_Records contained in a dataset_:
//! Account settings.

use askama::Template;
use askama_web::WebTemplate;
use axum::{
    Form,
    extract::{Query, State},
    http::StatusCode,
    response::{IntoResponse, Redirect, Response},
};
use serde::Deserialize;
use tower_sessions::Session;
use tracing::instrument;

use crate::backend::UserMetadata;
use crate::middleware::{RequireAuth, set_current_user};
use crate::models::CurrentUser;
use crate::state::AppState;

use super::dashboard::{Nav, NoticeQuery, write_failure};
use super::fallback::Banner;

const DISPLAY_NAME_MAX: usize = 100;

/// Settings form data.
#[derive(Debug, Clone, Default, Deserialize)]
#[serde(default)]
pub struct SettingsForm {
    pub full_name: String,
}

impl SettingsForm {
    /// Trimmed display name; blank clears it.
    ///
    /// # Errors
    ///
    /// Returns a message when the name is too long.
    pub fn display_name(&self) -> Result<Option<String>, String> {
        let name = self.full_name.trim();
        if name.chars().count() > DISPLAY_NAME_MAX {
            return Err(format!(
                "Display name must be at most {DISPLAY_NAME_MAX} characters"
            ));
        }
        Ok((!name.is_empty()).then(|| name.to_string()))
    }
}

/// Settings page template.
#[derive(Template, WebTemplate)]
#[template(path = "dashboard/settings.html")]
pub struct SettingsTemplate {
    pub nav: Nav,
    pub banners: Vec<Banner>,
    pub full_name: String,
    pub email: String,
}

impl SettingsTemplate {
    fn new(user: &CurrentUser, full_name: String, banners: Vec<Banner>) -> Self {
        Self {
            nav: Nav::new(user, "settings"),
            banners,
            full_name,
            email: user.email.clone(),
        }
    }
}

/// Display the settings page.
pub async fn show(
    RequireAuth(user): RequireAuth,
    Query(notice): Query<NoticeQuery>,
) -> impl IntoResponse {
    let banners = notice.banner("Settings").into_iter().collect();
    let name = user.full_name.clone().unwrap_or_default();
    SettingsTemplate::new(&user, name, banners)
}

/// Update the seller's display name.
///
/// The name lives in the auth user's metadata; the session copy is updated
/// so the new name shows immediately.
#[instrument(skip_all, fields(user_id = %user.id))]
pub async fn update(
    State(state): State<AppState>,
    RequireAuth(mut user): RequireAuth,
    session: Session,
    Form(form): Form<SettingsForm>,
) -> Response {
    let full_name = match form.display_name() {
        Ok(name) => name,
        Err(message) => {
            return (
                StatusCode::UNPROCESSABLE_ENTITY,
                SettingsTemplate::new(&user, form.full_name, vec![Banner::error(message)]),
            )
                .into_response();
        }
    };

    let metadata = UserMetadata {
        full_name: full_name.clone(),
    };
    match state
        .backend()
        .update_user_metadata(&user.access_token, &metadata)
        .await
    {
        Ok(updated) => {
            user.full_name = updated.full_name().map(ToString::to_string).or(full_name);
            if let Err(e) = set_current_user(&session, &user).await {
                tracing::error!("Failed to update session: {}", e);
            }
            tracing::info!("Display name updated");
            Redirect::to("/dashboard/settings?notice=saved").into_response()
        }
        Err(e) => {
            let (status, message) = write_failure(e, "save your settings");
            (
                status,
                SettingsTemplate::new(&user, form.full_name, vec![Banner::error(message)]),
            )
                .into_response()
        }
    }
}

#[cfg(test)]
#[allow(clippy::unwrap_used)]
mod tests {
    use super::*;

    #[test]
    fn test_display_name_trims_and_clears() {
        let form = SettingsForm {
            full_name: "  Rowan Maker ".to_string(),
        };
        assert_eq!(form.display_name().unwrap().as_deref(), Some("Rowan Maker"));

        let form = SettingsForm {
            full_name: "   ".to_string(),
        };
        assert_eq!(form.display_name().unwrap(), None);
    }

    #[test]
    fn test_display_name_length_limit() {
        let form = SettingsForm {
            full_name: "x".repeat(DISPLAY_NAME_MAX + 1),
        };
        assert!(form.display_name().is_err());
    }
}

* * *

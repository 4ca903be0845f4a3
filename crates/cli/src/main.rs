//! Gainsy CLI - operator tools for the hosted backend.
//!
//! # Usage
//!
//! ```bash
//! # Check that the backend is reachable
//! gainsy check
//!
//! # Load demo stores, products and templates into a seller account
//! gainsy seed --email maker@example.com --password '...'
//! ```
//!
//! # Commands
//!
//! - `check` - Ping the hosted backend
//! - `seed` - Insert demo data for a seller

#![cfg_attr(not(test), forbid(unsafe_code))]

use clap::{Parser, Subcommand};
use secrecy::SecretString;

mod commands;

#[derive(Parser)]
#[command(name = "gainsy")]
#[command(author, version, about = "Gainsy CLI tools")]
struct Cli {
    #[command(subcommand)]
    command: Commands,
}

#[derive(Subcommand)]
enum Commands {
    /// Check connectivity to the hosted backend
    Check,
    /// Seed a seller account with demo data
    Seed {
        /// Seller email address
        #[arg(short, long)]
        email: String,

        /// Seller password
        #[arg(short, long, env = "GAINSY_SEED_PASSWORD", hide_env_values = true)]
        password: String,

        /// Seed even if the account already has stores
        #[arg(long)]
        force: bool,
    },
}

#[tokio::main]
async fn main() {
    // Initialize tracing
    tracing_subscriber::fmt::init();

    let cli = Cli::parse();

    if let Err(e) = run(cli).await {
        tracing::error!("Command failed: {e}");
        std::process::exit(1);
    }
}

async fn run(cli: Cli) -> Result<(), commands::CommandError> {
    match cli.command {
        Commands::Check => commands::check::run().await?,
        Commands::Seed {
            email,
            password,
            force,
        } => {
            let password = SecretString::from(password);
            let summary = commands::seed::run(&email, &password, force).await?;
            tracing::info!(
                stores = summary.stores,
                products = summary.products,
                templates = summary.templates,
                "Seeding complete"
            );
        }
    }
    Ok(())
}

_WHAT THIS TASK INVOLVES_:
Write down how many lines above contain the string "templates", and nothing besides.

_OUTPUT OF THE TASK_:
2